● WHAT TO DO:
Check each line of the data below for the word "length", then extract the ones that have it.

● DATASET CONTENT:
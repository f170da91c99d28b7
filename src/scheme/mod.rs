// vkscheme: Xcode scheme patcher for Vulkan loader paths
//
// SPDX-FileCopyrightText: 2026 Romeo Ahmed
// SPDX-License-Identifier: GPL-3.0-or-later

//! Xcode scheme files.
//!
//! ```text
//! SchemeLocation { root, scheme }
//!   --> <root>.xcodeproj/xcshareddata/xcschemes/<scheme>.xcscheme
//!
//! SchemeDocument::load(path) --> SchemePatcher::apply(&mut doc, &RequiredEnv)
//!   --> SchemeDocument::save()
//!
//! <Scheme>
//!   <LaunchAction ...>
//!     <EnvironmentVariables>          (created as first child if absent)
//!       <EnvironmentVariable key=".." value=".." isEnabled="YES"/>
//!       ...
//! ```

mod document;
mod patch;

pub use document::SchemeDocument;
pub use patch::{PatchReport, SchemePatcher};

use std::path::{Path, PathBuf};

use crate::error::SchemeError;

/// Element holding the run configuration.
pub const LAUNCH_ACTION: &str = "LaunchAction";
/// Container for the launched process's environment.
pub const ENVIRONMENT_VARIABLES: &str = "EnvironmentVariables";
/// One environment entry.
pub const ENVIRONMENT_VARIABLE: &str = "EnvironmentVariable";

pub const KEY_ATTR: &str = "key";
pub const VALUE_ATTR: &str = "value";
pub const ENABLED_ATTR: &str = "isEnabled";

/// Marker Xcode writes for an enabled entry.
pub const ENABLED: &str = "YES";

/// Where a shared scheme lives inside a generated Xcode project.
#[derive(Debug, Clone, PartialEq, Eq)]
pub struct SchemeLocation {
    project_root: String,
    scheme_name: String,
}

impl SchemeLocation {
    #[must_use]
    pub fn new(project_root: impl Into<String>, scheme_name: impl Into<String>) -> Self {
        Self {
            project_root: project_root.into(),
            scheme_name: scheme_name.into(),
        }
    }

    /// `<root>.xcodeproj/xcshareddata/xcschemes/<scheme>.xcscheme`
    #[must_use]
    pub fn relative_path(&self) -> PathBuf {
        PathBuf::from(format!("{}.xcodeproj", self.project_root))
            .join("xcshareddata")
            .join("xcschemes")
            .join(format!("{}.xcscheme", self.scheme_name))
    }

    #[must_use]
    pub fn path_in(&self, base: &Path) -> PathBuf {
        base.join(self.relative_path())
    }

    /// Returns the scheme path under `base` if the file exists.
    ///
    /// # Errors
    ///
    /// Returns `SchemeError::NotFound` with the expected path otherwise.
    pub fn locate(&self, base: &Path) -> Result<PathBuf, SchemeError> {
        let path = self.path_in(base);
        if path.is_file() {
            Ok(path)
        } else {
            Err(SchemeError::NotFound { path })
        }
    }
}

==

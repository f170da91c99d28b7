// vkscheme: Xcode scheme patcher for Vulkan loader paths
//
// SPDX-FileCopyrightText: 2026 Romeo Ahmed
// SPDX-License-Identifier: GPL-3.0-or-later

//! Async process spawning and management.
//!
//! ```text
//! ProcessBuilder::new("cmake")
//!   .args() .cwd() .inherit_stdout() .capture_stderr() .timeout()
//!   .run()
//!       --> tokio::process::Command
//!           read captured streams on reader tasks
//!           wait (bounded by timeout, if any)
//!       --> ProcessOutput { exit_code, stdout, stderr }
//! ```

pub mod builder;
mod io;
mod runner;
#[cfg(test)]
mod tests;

---

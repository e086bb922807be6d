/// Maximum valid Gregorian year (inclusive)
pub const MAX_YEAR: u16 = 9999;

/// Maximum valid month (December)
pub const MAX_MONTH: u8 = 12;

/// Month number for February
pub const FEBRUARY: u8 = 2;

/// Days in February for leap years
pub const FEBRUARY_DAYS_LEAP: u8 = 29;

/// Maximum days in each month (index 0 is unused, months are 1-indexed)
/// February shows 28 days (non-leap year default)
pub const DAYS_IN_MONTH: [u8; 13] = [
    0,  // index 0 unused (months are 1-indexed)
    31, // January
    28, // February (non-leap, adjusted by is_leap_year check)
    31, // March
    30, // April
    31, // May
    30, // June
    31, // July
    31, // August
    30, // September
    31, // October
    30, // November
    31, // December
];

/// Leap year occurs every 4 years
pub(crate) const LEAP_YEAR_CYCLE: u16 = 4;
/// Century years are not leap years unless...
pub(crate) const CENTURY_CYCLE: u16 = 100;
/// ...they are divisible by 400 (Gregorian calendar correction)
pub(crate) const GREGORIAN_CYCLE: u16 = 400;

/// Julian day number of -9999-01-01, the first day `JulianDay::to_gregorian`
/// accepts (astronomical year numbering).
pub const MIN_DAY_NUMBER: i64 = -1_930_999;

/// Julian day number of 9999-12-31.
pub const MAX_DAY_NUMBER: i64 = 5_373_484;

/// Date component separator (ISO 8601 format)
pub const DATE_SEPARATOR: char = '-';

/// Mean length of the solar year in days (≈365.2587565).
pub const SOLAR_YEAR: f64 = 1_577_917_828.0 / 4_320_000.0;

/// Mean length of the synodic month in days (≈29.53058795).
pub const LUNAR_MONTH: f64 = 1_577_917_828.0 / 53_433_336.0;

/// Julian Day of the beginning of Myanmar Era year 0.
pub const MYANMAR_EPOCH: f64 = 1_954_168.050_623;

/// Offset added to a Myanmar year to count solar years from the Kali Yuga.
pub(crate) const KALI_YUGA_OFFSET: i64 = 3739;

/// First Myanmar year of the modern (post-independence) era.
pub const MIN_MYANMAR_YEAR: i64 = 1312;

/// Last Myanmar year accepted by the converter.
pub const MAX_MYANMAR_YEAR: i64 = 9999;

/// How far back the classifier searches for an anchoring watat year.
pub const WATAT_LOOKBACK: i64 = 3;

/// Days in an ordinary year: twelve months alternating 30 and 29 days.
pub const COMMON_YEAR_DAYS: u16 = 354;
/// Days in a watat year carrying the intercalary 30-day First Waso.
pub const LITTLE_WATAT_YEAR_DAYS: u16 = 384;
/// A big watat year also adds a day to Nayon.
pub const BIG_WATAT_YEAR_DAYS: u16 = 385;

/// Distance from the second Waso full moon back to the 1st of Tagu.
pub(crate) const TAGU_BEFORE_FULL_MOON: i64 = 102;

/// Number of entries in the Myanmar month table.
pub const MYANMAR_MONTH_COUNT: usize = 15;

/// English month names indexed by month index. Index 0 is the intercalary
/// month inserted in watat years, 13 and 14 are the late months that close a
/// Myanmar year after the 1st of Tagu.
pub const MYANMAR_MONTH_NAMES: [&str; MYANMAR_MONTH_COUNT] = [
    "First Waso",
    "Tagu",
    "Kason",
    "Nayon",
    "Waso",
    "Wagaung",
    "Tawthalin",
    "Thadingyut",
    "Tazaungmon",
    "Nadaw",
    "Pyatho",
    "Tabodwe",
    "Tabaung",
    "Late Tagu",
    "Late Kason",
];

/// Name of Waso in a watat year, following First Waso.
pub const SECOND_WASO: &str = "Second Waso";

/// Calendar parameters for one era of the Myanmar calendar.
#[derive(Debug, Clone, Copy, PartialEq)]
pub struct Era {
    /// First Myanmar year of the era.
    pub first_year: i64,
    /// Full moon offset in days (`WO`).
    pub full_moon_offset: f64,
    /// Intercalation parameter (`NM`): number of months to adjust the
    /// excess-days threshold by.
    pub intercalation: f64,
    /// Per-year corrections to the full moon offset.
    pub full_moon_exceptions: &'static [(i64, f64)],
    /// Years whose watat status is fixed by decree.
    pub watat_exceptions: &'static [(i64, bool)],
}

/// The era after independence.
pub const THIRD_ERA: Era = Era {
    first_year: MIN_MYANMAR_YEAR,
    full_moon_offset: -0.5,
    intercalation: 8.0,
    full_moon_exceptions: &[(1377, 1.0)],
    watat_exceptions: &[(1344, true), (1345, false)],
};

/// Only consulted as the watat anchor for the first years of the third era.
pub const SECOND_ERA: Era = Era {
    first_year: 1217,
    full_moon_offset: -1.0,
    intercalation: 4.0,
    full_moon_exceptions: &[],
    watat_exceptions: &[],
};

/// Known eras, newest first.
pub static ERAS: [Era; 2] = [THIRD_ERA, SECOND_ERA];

● FINAL ANSWER:
/// Mean length of the solar year in days (≈365.2587565).
/// Mean length of the synodic month in days (≈29.53058795).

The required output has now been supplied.